** EXCERPTED RECORDS follows **

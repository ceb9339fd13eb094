//! HTTP server configuration object and helpers.

use std::net::SocketAddr;

use geocache::inbound::http::session_config::SessionSettings;
use geocache::outbound::persistence::DbPool;

/// Builder-style configuration for creating the HTTP server.
pub struct ServerConfig {
    pub(crate) session: SessionSettings,
    pub(crate) bind_addr: SocketAddr,
    pub(crate) db_pool: Option<DbPool>,
}

impl ServerConfig {
    /// Construct a server configuration from validated session settings.
    #[must_use]
    pub fn new(session: SessionSettings, bind_addr: SocketAddr) -> Self {
        Self {
            session,
            bind_addr,
            db_pool: None,
        }
    }

    /// Attach a database connection pool for persistence adapters.
    ///
    /// Without a pool every port is served from one in-memory store.
    #[must_use]
    pub fn with_db_pool(mut self, pool: DbPool) -> Self {
        self.db_pool = Some(pool);
        self
    }
}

** End of EXCERPTED RECORDS **

The output should match the records above exactly, entry for entry.

#### TASK RESULT
repository ceb9339fd13eb094
//! HTTP server configuration object and helpers.

use std::net::SocketAddr;

use geocache::inbound::http::session_config::SessionSettings;
use geocache::outbound::persistence::DbPool;

/// Builder-style configuration for creating the HTTP server.
pub struct ServerConfig {
    pub(crate) session: SessionSettings,
    pub(crate) bind_addr: SocketAddr,
    pub(crate) db_pool: Option<DbPool>,
}

impl ServerConfig {
    /// Construct a server configuration from validated session settings.
    #[must_use]
    pub fn new(session: SessionSettings, bind_addr: SocketAddr) -> Self {
        Self {
            session,
            bind_addr,
            db_pool: None,
        }
    }

    /// Attach a database connection pool for persistence adapters.
    ///
    /// Without a pool every port is served from one in-memory store.
    #[must_use]
    pub fn with_db_pool(mut self, pool: DbPool) -> Self {
        self.db_pool = Some(pool);
        self
    }
}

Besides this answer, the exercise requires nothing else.